Cuda Parallelize Kernel

问题

I'm trying to parallelize a simple update loop of a simulation on the GPU. Basically there are a bunch of "creatures" represented by circles that in each update loop will move and then there will be a check of whether any of them intersect. radii is the radius of the different types of creatures.

import numpy as np
import math
from numba import cuda


@cuda.jit('void(float32[:], float32[:], float32[:], uint8[:], float32[:], float32[:], float32, uint32, uint32)')
def update(p_x, p_y, radii, types, velocities, max_velocities, acceleration, num_creatures, cycles):
    for c in range(cycles):
        for i in range(num_creatures):
            velocities[i] = velocities[i] + acceleration
            if velocities[i] > max_velocities[i]:
                velocities[i] = max_velocities[i]
            p_x[i] = p_x[i] + (math.cos(1.0) * velocities[i])
            p_y[i] = p_y[i] + (math.sin(1.0) * velocities[i])
        for i in range(num_creatures):
            for j in range(i, num_creatures):
                delta_x = p_x[j] - p_x[i]
                delta_y = p_y[j] - p_y[i]
                distance_squared = (delta_x * delta_x) + (delta_y * delta_y)
                sum_of_radii = radii[types[i]] + radii[types[i]]
                if distance_squared < sum_of_radii * sum_of_radii:
                    pass


acceleration = .1
creature_radius = 10
spacing = 20
food_radius = 3

max_num_creatures = 1500
num_creatures = 0
max_num_food = 500
num_food = 0
max_num_entities = max_num_creatures + max_num_food
num_entities = 0
cycles = 1


p_x = np.zeros(max_num_entities, dtype=np.float32)
p_y = np.zeros(max_num_entities, dtype=np.float32)
radii = np.array([creature_radius, creature_radius, food_radius], dtype=np.float32)
types = np.zeros(max_num_entities, dtype=np.uint8)
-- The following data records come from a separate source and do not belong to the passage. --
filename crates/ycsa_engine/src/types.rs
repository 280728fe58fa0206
use std::fmt;
use std::time::Duration;

use ycsa_core::{CategorizedComments, Comment, RequestId};

use crate::monitor::MonitorEvent;
use crate::report::ReportSummary;

/// One page of comment text, in response order.
#[derive(Debug, Clone, PartialEq, Eq, Default)]
pub struct CommentPage {
    pub comments: Vec<Comment>,
    pub next_page_token: Option<String>,
}

#[derive(Debug, Clone, PartialEq, Eq)]
pub struct ChatMessage {
    pub author: String,
    pub text: String,
}

/// One poll of the live-chat endpoint.
#[derive(Debug, Clone, PartialEq, Eq, Default)]
pub struct ChatPage {
    pub messages: Vec<ChatMessage>,
    pub next_page_token: Option<String>,
    /// Server-suggested wait before the next poll.
    pub polling_interval: Option<Duration>,
}

#[derive(Debug, Clone, PartialEq)]
pub enum EngineEvent {
    CommentsFetched {
        request_id: RequestId,
        result: Result<CategorizedComments, ApiError>,
    },
    Monitor {
        request_id: RequestId,
        event: MonitorEvent,
    },
    ReportWritten {
        result: Result<ReportSummary, String>,
    },
}

#[derive(Debug, Clone, PartialEq, Eq)]
pub struct ApiError {
    pub kind: FailureKind,
    pub message: String,
}

impl ApiError {
    pub(crate) fn new(kind: FailureKind, message: impl Into<String>) -> Self {
        Self {
            kind,
            message: message.into(),
        }
    }
}

impl fmt::Display for ApiError {
    fn fmt(&self, f: &mut fmt::Formatter<'_>) -> fmt::Result {
        if self.message.is_empty() {
            write!(f, "{}", self.kind)
        } else {
            write!(f, "{}: {}", self.kind, self.message)
        }
    }
}

impl std::error::Error for ApiError {}

#[derive(Debug, Clone, PartialEq, Eq)]
pub enum FailureKind {
    InvalidUrl,
    HttpStatus(u16),
    Timeout,
    TooLarge { max_bytes: u64, actual: Option<u64> },
    Network,
    Decode,
}

impl fmt::Display for FailureKind {
    fn fmt(&self, f: &mut fmt::Formatter<'_>) -> fmt::Result {
        match self {
            FailureKind::InvalidUrl => write!(f, "invalid url"),
            FailureKind::HttpStatus(code) => write!(f, "http status {code}"),
            FailureKind::Timeout => write!(f, "timeout"),
            FailureKind::TooLarge { max_bytes, actual } => {
                write!(f, "response too large (max {max_bytes}, actual {actual:?})")
            }
            FailureKind::Network => write!(f, "network error"),
            FailureKind::Decode => write!(f, "unexpected response shape"),
        }
    }
}
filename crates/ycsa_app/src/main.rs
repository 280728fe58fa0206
mod platform;

fn main() -> anyhow::Result<()> {
    platform::run_app()
}
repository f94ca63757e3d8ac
//! Capability and record implementations for the domain entities.
//!
//! User records carry an explicit type tag as their first field:
//!
//! ```text
//! Student,Alice,1,2,CS-101
//! Teacher,Dr. Smith,2,5,Computer Science
//! Administrator,Root,3,10
//! ```
//!
//! Resource directories are homogeneous, so resource records carry no tag:
//!
//! ```text
//! Library,3
//! ```

use clearance_domain::{Resource, Role, User};

use crate::traits::{Entity, Identified, Record, RecordError};

impl Entity for User {
    fn name(&self) -> &str {
        User::name(self)
    }
}

impl Identified for User {
    fn id(&self) -> i64 {
        User::id(self)
    }
}

impl Entity for Resource {
    fn name(&self) -> &str {
        Resource::name(self)
    }
}

impl Record for User {
    fn encode(&self, fields: &mut Vec<String>) {
        fields.push(self.role().tag().to_string());
        fields.push(self.name().to_string());
        fields.push(self.id().to_string());
        fields.push(self.access_level().to_string());
        if let Some(extra) = self.role().extra() {
            fields.push(extra.to_string());
        }
    }

    fn decode(fields: &[String]) -> Result<Self, RecordError> {
        if fields.len() < 4 {
            return Err(RecordError::new(format!(
                "truncated user record: expected at least 4 fields, got {}",
                fields.len()
            )));
        }
        if fields.len() > 5 {
            return Err(RecordError::new(format!(
                "user record has {} fields, expected 4 or 5",
                fields.len()
            )));
        }

        let tag = fields[0].as_str();
        let extra = fields.get(4).cloned();
        let role = match (tag, extra) {
            ("Student", Some(group)) => Role::Student { group },
            ("Teacher", Some(department)) => Role::Teacher { department },
            ("Administrator", None) => Role::Administrator,
            ("Student" | "Teacher", None) => {
                return Err(RecordError::new(format!(
                    "{tag} record is missing its extra field"
                )))
            }
            ("Administrator", Some(_)) => {
                return Err(RecordError::new(
                    "Administrator record has a trailing field",
                ))
            }
            _ => {
                return Err(RecordError::new(format!(
                    "unrecognized user type tag: {tag:?}"
                )))
            }
        };

        let id = parse_int(&fields[2], "id")?;
        let access_level = parse_int(&fields[3], "access level")?;
        User::new(&fields[1], id, access_level, role)
            .map_err(|e| RecordError::new(e.to_string()))
    }
}

impl Record for Resource {
    fn encode(&self, fields: &mut Vec<String>) {
        fields.push(self.name().to_string());
        fields.push(self.required_access_level().to_string());
    }

    fn decode(fields: &[String]) -> Result<Self, RecordError> {
        if fields.len() != 2 {
            return Err(RecordError::new(format!(
                "resource record has {} fields, expected 2",
                fields.len()
            )));
        }
        let required = parse_int(&fields[1], "required access level")?;
        Resource::new(&fields[0], required).map_err(|e| RecordError::new(e.to_string()))
    }
}

fn parse_int(field: &str, what: &str) -> Result<i64, RecordError> {
    field
        .parse()
        .map_err(|_| RecordError::new(format!("invalid {what}: {field:?}")))
}
//! Archive error types.

use std::path::PathBuf;

use thiserror::Error;

/// Errors surfaced by archive persistence.
///
/// A parse failure aborts the whole load; the target directory is never
/// left partially populated.
#[derive(Debug, Error)]
pub enum ArchiveError {
    /// The archive file could not be opened for the requested mode.
    #[error("cannot open {path}: {source}")]
    Open {
        path: PathBuf,
        #[source]
        source: std::io::Error,
    },

    /// The archive could not be read or written once open.
    #[error("archive io error: {source}")]
    Io {
        #[from]
        source: std::io::Error,
    },

    /// A malformed record or header. Lines are numbered from 1.
    #[error("malformed archive at line {line}: {message}")]
    Parse { line: usize, message: String },
}

/// Result type for archive operations.
pub type ArchiveResult<T> = Result<T, ArchiveError>;
//! Capability traits the directory and archive are generic over.
//!
//! The store does not know concrete entity types; it holds anything that
//! can identify, display, and persist itself through these traits.

use std::fmt;

/// An entity that can live in a directory: it renders itself through
/// [`std::fmt::Display`] and carries a name for exact lookups.
pub trait Entity: fmt::Display {
    /// The entity's name. Name lookups match it exactly, case-sensitively.
    fn name(&self) -> &str;
}

/// An entity with a caller-assigned numeric id.
///
/// Ids are not guaranteed unique; id lookups return the first match in
/// store order.
pub trait Identified: Entity {
    fn id(&self) -> i64;
}

/// An entity that persists as one line of comma-separated fields.
///
/// Implementations see fields in their decoded form; delimiter escaping is
/// the archive layer's concern.
pub trait Record: Sized {
    /// Appends the entity's fields in record order.
    fn encode(&self, fields: &mut Vec<String>);

    /// Reconstructs the entity from one record's fields.
    fn decode(fields: &[String]) -> Result<Self, RecordError>;
}

/// A record-level failure, without line position. The archive layer
/// attaches the line number when surfacing it.
#[derive(Debug, Clone, PartialEq, Eq)]
pub struct RecordError {
    pub message: String,
}

impl RecordError {
    pub fn new(message: impl Into<String>) -> Self {
        Self {
            message: message.into(),
        }
    }
}

impl fmt::Display for RecordError {
    fn fmt(&self, f: &mut fmt::Formatter<'_>) -> fmt::Result {
        write!(f, "{}", self.message)
    }
}

impl std::error::Error for RecordError {}
//! clearance-domain: Core access-control domain logic
//!
//! This crate contains the entity model and the authorization predicate:
//! - Users over a closed set of roles, each with its own field set
//! - Resources with a required access level
//! - Validation of names and access levels
//!
//! # Architecture
//!
//! ```text
//! ┌─────────────────────────────────────────────┐
//! │              clearance-domain               │
//! ├─────────────────────────────────────────────┤
//! │  model/   - Users, roles, resources         │
//! │  error.rs - Validation error taxonomy       │
//! └─────────────────────────────────────────────┘
//! ```
//!
//! Authorization is a derived relation, never stored: a user may access a
//! resource exactly when the user's access level meets the resource's
//! required level. See [`User::can_access`].

pub mod error;
pub mod model;

// Re-export commonly used types at the crate root
pub use error::{DomainError, DomainResult};
pub use model::{Resource, Role, User};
velocities = np.zeros(max_num_creatures, dtype=np.float32)
max_velocities = np.zeros(max_num_creatures, dtype=np.float32)
# types:
# male - 0
# female - 1
# food - 2
for x in range(1, 800 // spacing):
    for y in range(1, 600 // spacing):
        if num_creatures % 2 == 0:
            types[num_creatures] = 0
        else:
            types[num_creatures] = 1
        p_x[num_creatures] = x * spacing
        p_y[num_creatures] = y * spacing
        max_velocities[num_creatures] = 5
        num_creatures += 1


device_p_x = cuda.to_device(p_x)
device_p_y = cuda.to_device(p_y)
device_radii = cuda.to_device(radii)
device_types = cuda.to_device(types)
device_velocities = cuda.to_device(velocities)
device_max_velocities = cuda.to_device(max_velocities)
threadsperblock = 64
blockspergrid = 16
update[blockspergrid, threadsperblock](device_p_x, device_p_y, device_radii, device_types, device_velocities, device_max_velocities,
        acceleration, num_creatures, cycles)
print(device_p_x.copy_to_host())

The 1.0 in math.cos and math.sin is just a placeholder for the directions of the individual creatures.
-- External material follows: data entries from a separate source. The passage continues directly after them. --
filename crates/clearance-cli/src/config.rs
//! Configuration management for the clearance CLI.
//!
//! Configuration is loaded from multiple sources:
//! 1. Default values (hardcoded)
//! 2. Configuration file (YAML)
//! 3. Environment variables (override)
//!
//! Environment variables take precedence over config file values, which
//! take precedence over defaults.
//!
//! # Example
//!
//! ```ignore
//! use clearance_cli::config::AppConfig;
//!
//! // Load from file with env overrides
//! let config = AppConfig::load("config.yaml")?;
//!
//! // Or load from environment only
//! let config = AppConfig::from_env()?;
//! ```

use config::{Config, ConfigError, Environment, File, FileFormat};
use serde::{Deserialize, Serialize};
use std::path::Path;

/// Application configuration.
#[derive(Debug, Clone, Default, Deserialize, Serialize, PartialEq)]
pub struct AppConfig {
    /// Archive locations
    #[serde(default)]
    pub data: DataSettings,

    /// Logging settings
    #[serde(default)]
    pub logging: LoggingSettings,
}

/// Archive file locations.
///
/// These settings can be overridden via environment variables with the
/// `CLEARANCE_` prefix and `__` as the nested key separator:
///
/// - `CLEARANCE_DATA__USERS_PATH=/var/lib/clearance/users.csv`
/// - `CLEARANCE_DATA__RESOURCES_PATH=/var/lib/clearance/resources.csv`
#[derive(Debug, Clone, Deserialize, Serialize, PartialEq)]
pub struct DataSettings {
    /// Path of the user archive
    #[serde(default = "default_users_path")]
    pub users_path: String,

    /// Path of the resource archive
    #[serde(default = "default_resources_path")]
    pub resources_path: String,
}

impl Default for DataSettings {
    fn default() -> Self {
        Self {
            users_path: default_users_path(),
            resources_path: default_resources_path(),
        }
    }
}

fn default_users_path() -> String {
    "users.csv".to_string()
}

fn default_resources_path() -> String {
    "resources.csv".to_string()
}

/// Logging settings.
#[derive(Debug, Clone, Deserialize, Serialize, PartialEq)]
pub struct LoggingSettings {
    /// Log level: "trace", "debug", "info", "warn", "error"
    #[serde(default = "default_log_level")]
    pub level: String,

    /// Use JSON format (true for production, false for development)
    #[serde(default)]
    pub json: bool,
}

impl Default for LoggingSettings {
    fn default() -> Self {
        Self {
            level: default_log_level(),
            json: false,
        }
    }
}

fn default_log_level() -> String {
    "info".to_string()
}

/// Error type for configuration loading.
#[derive(Debug, thiserror::Error)]
pub enum ConfigLoadError {
    #[error("failed to load configuration: {0}")]
    Load(#[from] ConfigError),

    #[error("configuration file not found: {path}")]
    FileNotFound { path: String },

    #[error("invalid configuration: {message}")]
    Invalid { message: String },
}

impl AppConfig {
    /// Load configuration from a YAML file with environment variable
    /// overrides.
    ///
    /// Environment variables are prefixed with `CLEARANCE_` and use `__`
    /// as separator. For example:
    /// - `CLEARANCE_LOGGING__LEVEL=debug` overrides `logging.level`
    /// - `CLEARANCE_DATA__USERS_PATH=...` overrides `data.users_path`
    pub fn load<P: AsRef<Path>>(path: P) -> Result<Self, ConfigLoadError> {
        let path = path.as_ref();

        if !path.exists() {
            return Err(ConfigLoadError::FileNotFound {
                path: path.display().to_string(),
            });
        }

        let config = Config::builder()
            // Start with defaults
            .add_source(Config::try_from(&AppConfig::default())?)
            // Add config file
            .add_source(File::from(path).format(FileFormat::Yaml))
            // Add environment variables with CLEARANCE_ prefix
            .add_source(
                Environment::with_prefix("CLEARANCE")
                    .prefix_separator("_")
                    .separator("__"),
            )
            .build()?;

        let app_config: AppConfig = config.try_deserialize()?;
        app_config.validate()?;

        Ok(app_config)
    }

    /// Load configuration from environment variables only.
    ///
    /// Uses default values and allows overrides via CLEARANCE_ prefixed
    /// env vars.
    pub fn from_env() -> Result<Self, ConfigLoadError> {
        let config = Config::builder()
            .add_source(Config::try_from(&AppConfig::default())?)
            .add_source(
                Environment::with_prefix("CLEARANCE")
                    .prefix_separator("_")
                    .separator("__"),
            )
            .build()?;

        let app_config: AppConfig = config.try_deserialize()?;
        app_config.validate()?;

        Ok(app_config)
    }

    /// Validate the configuration.
    pub fn validate(&self) -> Result<(), ConfigLoadError> {
        let valid_levels = ["trace", "debug", "info", "warn", "error"];
        if !valid_levels.contains(&self.logging.level.to_lowercase().as_str()) {
            return Err(ConfigLoadError::Invalid {
                message: format!(
                    "logging.level must be one of: {:?}, got: {}",
                    valid_levels, self.logging.level
                ),
            });
        }

        if self.data.users_path.trim().is_empty() {
            return Err(ConfigLoadError::Invalid {
                message: "data.users_path must not be empty".to_string(),
            });
        }
        if self.data.resources_path.trim().is_empty() {
            return Err(ConfigLoadError::Invalid {
                message: "data.resources_path must not be empty".to_string(),
            });
        }

        Ok(())
    }
}

#[cfg(test)]
mod tests {
    use super::*;
    use serial_test::serial;
    use std::io::Write;
    use tempfile::NamedTempFile;

    /// Test: Can load config from YAML file
    #[test]
    #[serial]
    fn test_can_load_config_from_yaml_file() {
        let mut file = NamedTempFile::new().unwrap();
        writeln!(
            file,
            r#"
data:
  users_path: /tmp/u.csv
  resources_path: /tmp/r.csv

logging:
  level: debug
  json: true
"#
        )
        .unwrap();

        let config = AppConfig::load(file.path()).unwrap();

        assert_eq!(config.data.users_path, "/tmp/u.csv");
        assert_eq!(config.data.resources_path, "/tmp/r.csv");
        assert_eq!(config.logging.level, "debug");
        assert!(config.logging.json);
    }

    /// Test: Can override config with env vars
    #[test]
    #[serial]
    fn test_can_override_config_with_env_vars() {
        let mut file = NamedTempFile::new().unwrap();
        writeln!(
            file,
            r#"
data:
  users_path: from-file.csv
"#
        )
        .unwrap();

        std::env::set_var("CLEARANCE_DATA__USERS_PATH", "from-env.csv");
        std::env::set_var("CLEARANCE_LOGGING__LEVEL", "warn");

        let config = AppConfig::load(file.path()).unwrap();

        std::env::remove_var("CLEARANCE_DATA__USERS_PATH");
        std::env::remove_var("CLEARANCE_LOGGING__LEVEL");

        assert_eq!(config.data.users_path, "from-env.csv"); // Overridden by env
        assert_eq!(config.data.resources_path, "resources.csv"); // Default
        assert_eq!(config.logging.level, "warn"); // Overridden by env
    }

    /// Test: Config validation catches errors
    #[test]
    fn test_config_validation_catches_errors() {
        let mut config = AppConfig::default();
        config.logging.level = "invalid".to_string();
        let err = config.validate().unwrap_err();
        assert!(err.to_string().contains("logging.level"));

        let mut config = AppConfig::default();
        config.data.users_path = "  ".to_string();
        let err = config.validate().unwrap_err();
        assert!(err.to_string().contains("users_path"));

        let mut config = AppConfig::default();
        config.data.resources_path = String::new();
        let err = config.validate().unwrap_err();
        assert!(err.to_string().contains("resources_path"));
    }

    /// Test: Invalid config returns clear error
    #[test]
    fn test_invalid_config_returns_clear_error() {
        let result = AppConfig::load("/nonexistent/path/config.yaml");
        let err = result.unwrap_err();
        assert!(matches!(err, ConfigLoadError::FileNotFound { .. }));
        assert!(err.to_string().contains("not found"));

        let mut file = NamedTempFile::new().unwrap();
        writeln!(file, "invalid: yaml: syntax: [").unwrap();
        let err = AppConfig::load(file.path()).unwrap_err();
        assert!(matches!(err, ConfigLoadError::Load(_)));
    }

    /// Test: Default config is valid
    #[test]
    #[serial]
    fn test_default_config_is_valid() {
        let config = AppConfig::default();
        assert!(config.validate().is_ok());

        assert_eq!(config.data.users_path, "users.csv");
        assert_eq!(config.data.resources_path, "resources.csv");
        assert_eq!(config.logging.level, "info");
        assert!(!config.logging.json);
    }

    /// Test: from_env loads defaults with env overrides
    #[test]
    #[serial]
    fn test_from_env_loads_defaults_with_env_overrides() {
        std::env::set_var("CLEARANCE_DATA__RESOURCES_PATH", "rooms.csv");

        let config = AppConfig::from_env().unwrap();

        std::env::remove_var("CLEARANCE_DATA__RESOURCES_PATH");

        assert_eq!(config.data.resources_path, "rooms.csv");
        assert_eq!(config.data.users_path, "users.csv"); // default
    }
}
As it is now there are multiple threads, but they execute the same code. What changes do I have to make to the kernel to parallelize it?

回答1:

The most obvious dimension for parallelization to me seems to be the loop in i in your kernel, that is iterating over num_creatures. So I'll describe how to do that.
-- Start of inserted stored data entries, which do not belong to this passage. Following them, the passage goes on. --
//! clearance-storage: Directory and archive layer
//!
//! This crate provides the in-memory collection store and its persistence:
//! - Capability traits the store is generic over
//! - An ordered directory of one entity kind
//! - A line-oriented, type-tagged text archive format
//!
//! # Architecture
//!
//! ```text
//! ┌─────────────────────────────────────────────┐
//! │              clearance-storage              │
//! ├─────────────────────────────────────────────┤
//! │  traits.rs    - Entity capability traits    │
//! │  directory.rs - Ordered in-memory store     │
//! │  codec.rs     - Field escaping/splitting    │
//! │  records.rs   - Record impls for entities   │
//! │  archive.rs   - Save/load with count header │
//! └─────────────────────────────────────────────┘
//! ```

pub mod archive;
mod codec;
pub mod directory;
pub mod error;
pub mod records;
pub mod traits;

// Re-export commonly used types
pub use directory::{Directory, DISPLAY_DELIMITER};
pub use error::{ArchiveError, ArchiveResult};
pub use traits::{Entity, Identified, Record, RecordError};
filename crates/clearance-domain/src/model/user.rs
//! Users over a closed set of roles.

use std::fmt;

use crate::error::DomainResult;
use crate::model::resource::Resource;
use crate::model::{validate_level, validate_name};

/// The closed set of user kinds, each carrying its own field set.
///
/// The type tag used in persisted records is carried by the variant itself
/// (see [`Role::tag`]); nothing in the system recovers a kind by runtime
/// type inspection.
#[derive(Debug, Clone, PartialEq, Eq)]
pub enum Role {
    /// A student enrolled in a study group.
    Student { group: String },
    /// A teacher attached to a department.
    Teacher { department: String },
    /// An administrator. No extra fields.
    Administrator,
}

impl Role {
    /// The tag identifying this kind in persisted records.
    pub fn tag(&self) -> &'static str {
        match self {
            Role::Student { .. } => "Student",
            Role::Teacher { .. } => "Teacher",
            Role::Administrator => "Administrator",
        }
    }

    /// The variant-specific field (group or department), if the kind has one.
    pub fn extra(&self) -> Option<&str> {
        match self {
            Role::Student { group } => Some(group),
            Role::Teacher { department } => Some(department),
            Role::Administrator => None,
        }
    }
}

/// A user with a caller-assigned id, an access level, and a concrete role.
///
/// Invariants, enforced at construction and on every mutating setter:
/// the name is non-empty and the access level is non-negative. Ids carry
/// no uniqueness guarantee.
#[derive(Debug, Clone, PartialEq, Eq)]
pub struct User {
    name: String,
    id: i64,
    access_level: i64,
    role: Role,
}

impl User {
    /// Creates a user, validating the name and access level.
    pub fn new(
        name: impl Into<String>,
        id: i64,
        access_level: i64,
        role: Role,
    ) -> DomainResult<Self> {
        let name = name.into();
        validate_name(&name, "user")?;
        validate_level(access_level)?;
        Ok(Self {
            name,
            id,
            access_level,
            role,
        })
    }

    /// Creates a student in the given study group.
    pub fn student(
        name: impl Into<String>,
        id: i64,
        access_level: i64,
        group: impl Into<String>,
    ) -> DomainResult<Self> {
        Self::new(
            name,
            id,
            access_level,
            Role::Student {
                group: group.into(),
            },
        )
    }

    /// Creates a teacher in the given department.
    pub fn teacher(
        name: impl Into<String>,
        id: i64,
        access_level: i64,
        department: impl Into<String>,
    ) -> DomainResult<Self> {
        Self::new(
            name,
            id,
            access_level,
            Role::Teacher {
                department: department.into(),
            },
        )
    }

    /// Creates an administrator.
    pub fn administrator(
        name: impl Into<String>,
        id: i64,
        access_level: i64,
    ) -> DomainResult<Self> {
        Self::new(name, id, access_level, Role::Administrator)
    }

    pub fn name(&self) -> &str {
        &self.name
    }

    pub fn id(&self) -> i64 {
        self.id
    }

    pub fn access_level(&self) -> i64 {
        self.access_level
    }

    pub fn role(&self) -> &Role {
        &self.role
    }

    /// Renames the user. Fails on an empty name, leaving the user unchanged.
    pub fn set_name(&mut self, name: impl Into<String>) -> DomainResult<()> {
        let name = name.into();
        validate_name(&name, "user")?;
        self.name = name;
        Ok(())
    }

    /// Reassigns the id. Ids are caller-assigned and not guaranteed unique,
    /// so no validation applies.
    pub fn set_id(&mut self, id: i64) {
        self.id = id;
    }

    /// Changes the access level. Fails on a negative level, leaving the
    /// user unchanged.
    pub fn set_access_level(&mut self, level: i64) -> DomainResult<()> {
        validate_level(level)?;
        self.access_level = level;
        Ok(())
    }

    /// The authorization predicate, defined once for every kind: access is
    /// granted when the user's level meets the resource's required level.
    pub fn can_access(&self, resource: &Resource) -> bool {
        self.access_level >= resource.required_access_level()
    }
}

impl fmt::Display for User {
    fn fmt(&self, f: &mut fmt::Formatter<'_>) -> fmt::Result {
        match &self.role {
            Role::Student { group } => write!(
                f,
                "Student: {}, ID: {}, group: {}, access level: {}",
                self.name, self.id, group, self.access_level
            ),
            Role::Teacher { department } => write!(
                f,
                "Teacher: {}, ID: {}, department: {}, access level: {}",
                self.name, self.id, department, self.access_level
            ),
            Role::Administrator => write!(
                f,
                "Administrator: {}, ID: {}, access level: {}",
                self.name, self.id, self.access_level
            ),
        }
    }
}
Our goal will be to remove the loop on num_creatures, and instead let each iteration of the loop be handled by a separate CUDA thread. This is possible because the work done in each loop iteration is (mostly) independent - it does not depend on the results of other loop iterations (but see 2 below).
A challenge we will run into is that the 2nd i for-loop in num_creatures presumably depends on the results of the first. If we leave everything as serial code running in a single thread, then that dependency is taken care of by the nature of serial code execution. However we want to parallelize this. Therefore we need a global sync in between the first for loop in num_creatures and the 2nd. A simple, convenient global sync in CUDA is the kernel launch, so we'll break the kernel code into two kernel functions. We'll call these update1 and update2
This then presents the challenge about what to do about the over-arching loop in cycles. We can't simply replicate that loop in both kernels, because that would change the functional behavior - we would compute cycles updates to p_x before computing a single calculation of delta_x, for example. That is presumably not what is wanted. So, for simplicity, we'll hoist this loop out of the kernel code and back into host code. The host code will then call update1 and update2 kernels for cycles iterations.
We also want to make the kernel processing adaptable to different sizes of num_creatures. So we'll pick a hard-coded size for threadsperblock but we will make the number of blocks launched variable, based on the size of num_creatures. To facilitate this, we need a thread-check (initial if-statement) in each of our kernels, so that "extra" threads don't do anything.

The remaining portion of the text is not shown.